December 11, 2025  |  Staff
Map |School Funding, Pupil Weighting

Recent major changes and minor tweaks to Vermont’s education funding system have added complication and confusion. They’ve made it harder for Vermonters to understand the connection between school budgets and tax bills or see how spending and tax rates have changed over time. With metrics and calculation methods changed, it is more difficult to compare education funding data from fiscal 2024 and earlier with data since fiscal 2024 to assess whether the reforms are achieving their goals.

What are the changes?

  1. How the number of pupils are calculated, which affects per-pupil spending and tax rates. Pupil weighting—counting some pupils as more than one—is designed to make it easier to provide additional funding for certain categories of students. The new weighting system introduced in fiscal 2025 dramatically increased the count of students in poverty and students whose first language was not English and added other new weighting factors. The new system made some towns better off—allowing them to raise spending or lower taxes—and some worse off—leaving them a choice of cutting spending or increasing taxes. On top of those changes, the state moved away from “equalizing” pupils—adjusting the count of weighted students to match the count of actual students—and substituted the count of weighted student to calculate per-pupil spending. The result: a 70 percent rise in the student counts and a sharp drop in per-pupil spending, which make before-and-after comparisons hard.
  2. A new method of calculating property values and “equalized tax rates.” Local property tax rates are based on locally appraised values. To make them comparable, they need to be based on property valued by the same standard, by a “common level of appraisal.” For years, the standard measure was fair market value, and each year the state adjusted town property values and calculated “equalized tax rates” that voters could compare town to town. In fiscal 2026, the state stopped using fair market value as the common level of appraisal and switched to a lower standard. The change doesn’t affect anyone’s taxes. Bills are the same. But the change made the increase in equalized tax rates look worse than they really are.
  3. Another buydown of tax rates. In response to unusually big increases in school spending in fiscal 2024 2025, and 2026, driven largely by inflation, rising health care costs, and an increase in mental health services for kids, Montpelier used reserves and one-time appropriations to buy down tax rates. While relief was warranted, it meant that tax rates didn’t fully reflect budget increases.

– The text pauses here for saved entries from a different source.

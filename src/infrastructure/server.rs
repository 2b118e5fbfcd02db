// Server module - assembles the HTTP application used by main.rs and the
// integration tests

use axum::Router;
use axum::http::HeaderValue;
use std::net::TcpListener;
use tower_http::cors::{Any, CorsLayer};
use tower_http::trace::TraceLayer;
use utoipa::OpenApi;
use utoipa_swagger_ui::SwaggerUi;

use crate::api;
use crate::api_docs::ApiDoc;
use crate::infrastructure::AppState;

fn cors_layer(allowed_origins: &[String]) -> CorsLayer {
    let mut origins = Vec::new();
    for origin in allowed_origins {
        match origin.parse::<HeaderValue>() {
            Ok(v) => origins.push(v),
            Err(e) => tracing::error!("Failed to parse CORS origin '{}': {}", origin, e),
        }
    }

    let cors = CorsLayer::new().allow_methods(Any).allow_headers(Any);
    if origins.is_empty() {
        cors.allow_origin(Any)
    } else {
        cors.allow_origin(origins)
    }
}

/// Build the full application: `/api` routes, Swagger UI and middleware
pub fn build_router(state: AppState, allowed_origins: &[String]) -> Router {
    Router::new()
        .merge(SwaggerUi::new("/api/docs").url("/api-docs/openapi.json", ApiDoc::openapi()))
        .nest("/api", api::api_router(state))
        .layer(TraceLayer::new_for_http())
        .layer(cors_layer(allowed_origins))
}

/// Find an available port starting from the preferred port
pub fn find_available_port(preferred_port: u16) -> Option<u16> {
    if TcpListener::bind(("0.0.0.0", preferred_port)).is_ok() {
        return Some(preferred_port);
    }

    // Scan next 100 ports
    ((preferred_port.saturating_add(1))..(preferred_port.saturating_add(100)))
        .find(|&port| TcpListener::bind(("0.0.0.0", port)).is_ok())
}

Vermont’s school funding system reduces inequities between wealthier towns and less wealthy ones by pooling resources and evening out the ability of towns to raise money for education. Towns that have the same per-pupil spending have the same tax rates and towns that spend more have higher rates—meaning greater equity for taxpayers, and giving all kids access to the same resources. That wasn’t true in the old system. Then, wealthy towns could raise a lot of money with relatively low tax rates, while towns with less property wealth had to struggle to provide their kids with a basic education. But a lot of the recent and proposed changes (and lack of updates to income sensitivity thresholds) have undermined that basic equity. And uneven and sharp increases in tax bills—even for cost drivers’ outside of schools’ control—have shifted the focus away from kids’ needs.

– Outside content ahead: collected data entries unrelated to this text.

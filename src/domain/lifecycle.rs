//! Circulation rules
//!
//! Pure decisions about borrowing, returning and extending. Nothing here
//! touches the database: `services::borrowing_service` loads the rows, asks
//! these functions whether the transition is allowed and applies it inside
//! one transaction.
//!
//! Copy state machine:
//!
//! ```text
//!   available --borrow--> borrowed --return--> available
//! ```
//!
//! `overdue` and `extended` are never stored; they are derived from the
//! ledger dates at read time.

use chrono::{DateTime, Duration, Utc};
use serde::{Deserialize, Serialize};
use std::fmt;
use std::str::FromStr;

use super::DomainError;

/// A student may hold at most this many unreturned copies.
pub const MAX_OPEN_BORROWS: u64 = 3;
pub const DEFAULT_LOAN_DAYS: i64 = 14;
pub const MIN_LOAN_DAYS: i64 = 14;
pub const MAX_LOAN_DAYS: i64 = 30;
pub const DEFAULT_EXTENSION_DAYS: i64 = 14;
pub const MAX_EXTENSION_DAYS: i64 = 30;

const SECONDS_PER_DAY: i64 = 86_400;

macro_rules! status_enum {
    ($(#[$meta:meta])* $name:ident, $label:literal { $($variant:ident => $text:literal),+ $(,)? }) => {
        $(#[$meta])*
        #[derive(Debug, Clone, Copy, PartialEq, Eq, Hash, PartialOrd, Ord, Serialize, Deserialize)]
        #[serde(rename_all = "snake_case")]
        pub enum $name {
            $($variant),+
        }

        impl $name {
            pub const ALL: &'static [$name] = &[$($name::$variant),+];

            pub fn as_str(&self) -> &'static str {
                match self {
                    $($name::$variant => $text),+
                }
            }
        }

        impl fmt::Display for $name {
            fn fmt(&self, f: &mut fmt::Formatter<'_>) -> fmt::Result {
                f.write_str(self.as_str())
            }
        }

        impl FromStr for $name {
            type Err = DomainError;

            fn from_str(s: &str) -> Result<Self, Self::Err> {
                match s.trim().to_ascii_lowercase().as_str() {
                    $($text => Ok($name::$variant),)+
                    other => Err(DomainError::Validation(format!(
                        "Invalid {} '{}'. Must be one of: {}",
                        $label,
                        other,
                        [$($text),+].join(", ")
                    ))),
                }
            }
        }
    };
}

status_enum!(
    /// Shelf state of a physical copy.
    CopyStatus, "copy status" {
        Available => "available",
        Borrowed => "borrowed",
        Processing => "processing",
        Missing => "missing",
        Damaged => "damaged",
        Unpublished => "unpublished",
    }
);

status_enum!(
    CopyCondition, "condition" {
        New => "new",
        Good => "good",
        Fair => "fair",
        Poor => "poor",
        Damaged => "damaged",
    }
);

status_enum!(
    AcquisitionType, "acquisition type" {
        Purchased => "purchased",
        Donated => "donated",
    }
);

status_enum!(
    /// Borrowing eligibility of a student. Only `suspended` blocks borrowing.
    StudentStatus, "student status" {
        Active => "active",
        Inactive => "inactive",
        Suspended => "suspended",
    }
);

status_enum!(
    /// Derived state of a ledger entry.
    BorrowStatus, "borrow status" {
        Borrowed => "borrowed",
        Extended => "extended",
        Returned => "returned",
        Overdue => "overdue",
    }
);

/// Student identifier: `A`, seven digits, one letter (e.g. `A0123456X`).
#[derive(Debug, Clone, PartialEq, Eq, Hash)]
pub struct MatricNumber(String);

impl MatricNumber {
    pub fn parse(raw: &str) -> Result<Self, DomainError> {
        let candidate = raw.trim();
        let bytes = candidate.as_bytes();
        let valid = bytes.len() == 9
            && bytes[0] == b'A'
            && bytes[1..8].iter().all(u8::is_ascii_digit)
            && bytes[8].is_ascii_alphabetic();

        if valid {
            Ok(Self(candidate.to_string()))
        } else {
            Err(DomainError::Validation(format!(
                "Invalid matric number '{}'. Expected 'A' followed by 7 digits and a letter (e.g. A0123456X)",
                candidate
            )))
        }
    }

    pub fn as_str(&self) -> &str {
        &self.0
    }

    pub fn into_inner(self) -> String {
        self.0
    }
}

impl fmt::Display for MatricNumber {
    fn fmt(&self, f: &mut fmt::Formatter<'_>) -> fmt::Result {
        f.write_str(&self.0)
    }
}

/// The dates of one ledger entry, already parsed.
#[derive(Debug, Clone, Copy, PartialEq, Eq)]
pub struct LoanDates {
    pub borrow_date: DateTime<Utc>,
    pub due_date: DateTime<Utc>,
    /// Extended due date. Always later than `due_date` when present.
    pub extension_date: Option<DateTime<Utc>>,
    pub return_date: Option<DateTime<Utc>>,
}

impl LoanDates {
    pub fn effective_due(&self) -> DateTime<Utc> {
        self.extension_date.unwrap_or(self.due_date)
    }

    pub fn is_open(&self) -> bool {
        self.return_date.is_none()
    }

    pub fn is_overdue(&self, now: DateTime<Utc>) -> bool {
        self.is_open() && now > self.effective_due()
    }

    pub fn status(&self, now: DateTime<Utc>) -> BorrowStatus {
        if !self.is_open() {
            BorrowStatus::Returned
        } else if self.is_overdue(now) {
            BorrowStatus::Overdue
        } else if self.extension_date.is_some() {
            BorrowStatus::Extended
        } else {
            BorrowStatus::Borrowed
        }
    }

    /// Whole days left until the effective due date, rounded down.
    /// Negative once overdue, zero once returned.
    pub fn days_remaining(&self, now: DateTime<Utc>) -> i64 {
        if !self.is_open() {
            return 0;
        }
        floor_days(self.effective_due() - now)
    }

    pub fn days_overdue(&self, now: DateTime<Utc>) -> i64 {
        if !self.is_overdue(now) {
            return 0;
        }
        floor_days(now - self.effective_due())
    }

    /// Fractional days between borrow and return, for returned entries.
    pub fn days_kept(&self) -> Option<f64> {
        self.return_date
            .map(|returned| (returned - self.borrow_date).num_seconds() as f64 / SECONDS_PER_DAY as f64)
    }
}

fn floor_days(span: Duration) -> i64 {
    span.num_seconds().div_euclid(SECONDS_PER_DAY)
}

/// Student-side preconditions of a borrow.
pub fn check_borrow_eligibility(
    full_name: &str,
    status: StudentStatus,
    open_borrows: u64,
) -> Result<(), DomainError> {
    if status == StudentStatus::Suspended {
        return Err(DomainError::Forbidden(format!(
            "Student {} is suspended and cannot borrow books",
            full_name
        )));
    }
    if open_borrows >= MAX_OPEN_BORROWS {
        return Err(DomainError::BorrowLimitExceeded(format!(
            "Student {} has reached maximum borrowing limit ({})",
            full_name, MAX_OPEN_BORROWS
        )));
    }
    Ok(())
}

pub fn check_copy_borrowable(copy_id: i32, status: CopyStatus) -> Result<(), DomainError> {
    if status != CopyStatus::Available {
        return Err(DomainError::CopyUnavailable(format!(
            "Book copy {} is not available (current status: {})",
            copy_id, status
        )));
    }
    Ok(())
}

/// Due date of a new borrow. `loan_days` defaults to 14 and must stay in 14..=30.
pub fn loan_due_date(
    borrow_date: DateTime<Utc>,
    loan_days: Option<i64>,
) -> Result<DateTime<Utc>, DomainError> {
    let days = loan_days.unwrap_or(DEFAULT_LOAN_DAYS);
    if !(MIN_LOAN_DAYS..=MAX_LOAN_DAYS).contains(&days) {
        return Err(DomainError::Validation(format!(
            "loan_days must be between {} and {}",
            MIN_LOAN_DAYS, MAX_LOAN_DAYS
        )));
    }
    Ok(borrow_date + Duration::days(days))
}

/// Return timestamp for an open entry. Never earlier than the borrow date.
pub fn plan_return(dates: &LoanDates, now: DateTime<Utc>) -> Result<DateTime<Utc>, DomainError> {
    if let Some(returned) = dates.return_date {
        return Err(DomainError::AlreadyReturned(format!(
            "Book has already been returned on {}",
            returned.format("%Y-%m-%d %H:%M")
        )));
    }
    Ok(now.max(dates.borrow_date))
}

/// New due date for a one-time extension of `days` (default 14, 1..=30)
/// counted from the original due date.
pub fn plan_extension(dates: &LoanDates, days: Option<i64>) -> Result<DateTime<Utc>, DomainError> {
    let days = days.unwrap_or(DEFAULT_EXTENSION_DAYS);
    if !(1..=MAX_EXTENSION_DAYS).contains(&days) {
        return Err(DomainError::Validation(format!(
            "Extension days must be between 1 and {}",
            MAX_EXTENSION_DAYS
        )));
    }
    if dates.return_date.is_some() {
        return Err(DomainError::AlreadyReturned(
            "Cannot extend a returned book".to_string(),
        ));
    }
    if dates.extension_date.is_some() {
        return Err(DomainError::AlreadyExtended(
            "Book has already been extended once".to_string(),
        ));
    }
    Ok(dates.due_date + Duration::days(days))
}

/// Status edits made through the inventory endpoints. `borrowed` is owned
/// by the borrowing engine: it can neither be set nor cleared by hand.
pub fn check_manual_status_change(
    current: CopyStatus,
    requested: CopyStatus,
) -> Result<(), DomainError> {
    if current == requested {
        return Ok(());
    }
    if requested == CopyStatus::Borrowed {
        return Err(DomainError::InvalidState(
            "Copies become borrowed only through a borrowing record".to_string(),
        ));
    }
    if current == CopyStatus::Borrowed {
        return Err(DomainError::InvalidState(
            "Copy is currently borrowed; return it before changing its status".to_string(),
        ));
    }
    Ok(())
}
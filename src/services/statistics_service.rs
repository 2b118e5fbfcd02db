//! Statistics Service - loads the ledger snapshot the reports are computed from

use sea_orm::*;
use std::str::FromStr;

use crate::domain::statistics::{
    LibrarySnapshot, SnapshotBook, SnapshotCategory, SnapshotCopy, SnapshotEntry, SnapshotStudent,
};
use crate::domain::{CopyStatus, DomainError, StudentStatus};
use crate::models::{author, book, borrowing_record, category, copy, student};

/// Read books, copies, students, categories and the whole ledger inside one
/// transaction, so copy statuses and open ledger entries always agree.
/// Reports are recomputed from a fresh snapshot on every request.
pub async fn load_snapshot(db: &DatabaseConnection) -> Result<LibrarySnapshot, DomainError> {
    let txn = db.begin().await?;

    let books = book::Entity::find()
        .find_also_related(author::Entity)
        .all(&txn)
        .await?
        .into_iter()
        .map(|(b, a)| SnapshotBook {
            id: b.id,
            title: b.title,
            author: a.map(|a| a.name).unwrap_or_default(),
            category_id: b.category_id,
        })
        .collect();

    let copies = copy::Entity::find()
        .all(&txn)
        .await?
        .into_iter()
        .map(|c| {
            Ok(SnapshotCopy {
                id: c.id,
                book_id: c.book_id,
                status: CopyStatus::from_str(&c.status)?,
            })
        })
        .collect::<Result<Vec<_>, DomainError>>()?;

    let students = student::Entity::find()
        .all(&txn)
        .await?
        .into_iter()
        .map(|s| {
            Ok(SnapshotStudent {
                status: StudentStatus::from_str(&s.status)?,
                matric_number: s.matric_number,
                full_name: s.full_name,
                email: s.email,
            })
        })
        .collect::<Result<Vec<_>, DomainError>>()?;

    let categories = category::Entity::find()
        .all(&txn)
        .await?
        .into_iter()
        .map(|c| SnapshotCategory {
            id: c.id,
            code: c.code,
            name: c.name,
        })
        .collect();

    let ledger = borrowing_record::Entity::find()
        .order_by_asc(borrowing_record::Column::Id)
        .all(&txn)
        .await?
        .into_iter()
        .map(|r| {
            Ok(SnapshotEntry {
                dates: r.dates()?,
                id: r.id,
                copy_id: r.copy_id,
                matric_number: r.matric_number,
            })
        })
        .collect::<Result<Vec<_>, DomainError>>()?;

    txn.commit().await?;

    Ok(LibrarySnapshot {
        books,
        copies,
        students,
        categories,
        ledger,
    })
}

The new fiscal measures need to be transparent and easy to grasp so that Vermonters can gauge the fairness of the system for kids and taxpayers. Until that happens, this edition of the town2town report offers readers a tool to view and assess their local education spending and tax data. In the interactive charts, readers can view tax rates and per-pupil spending from fiscal 2012 to fiscal 2026 in relation to the statewide averages. So, while the drop in per-pupil spending from fiscal 2024 to fiscal 2025 will be hard to interpret, readers can see whether their town moved closer to or farther from the state average in those years.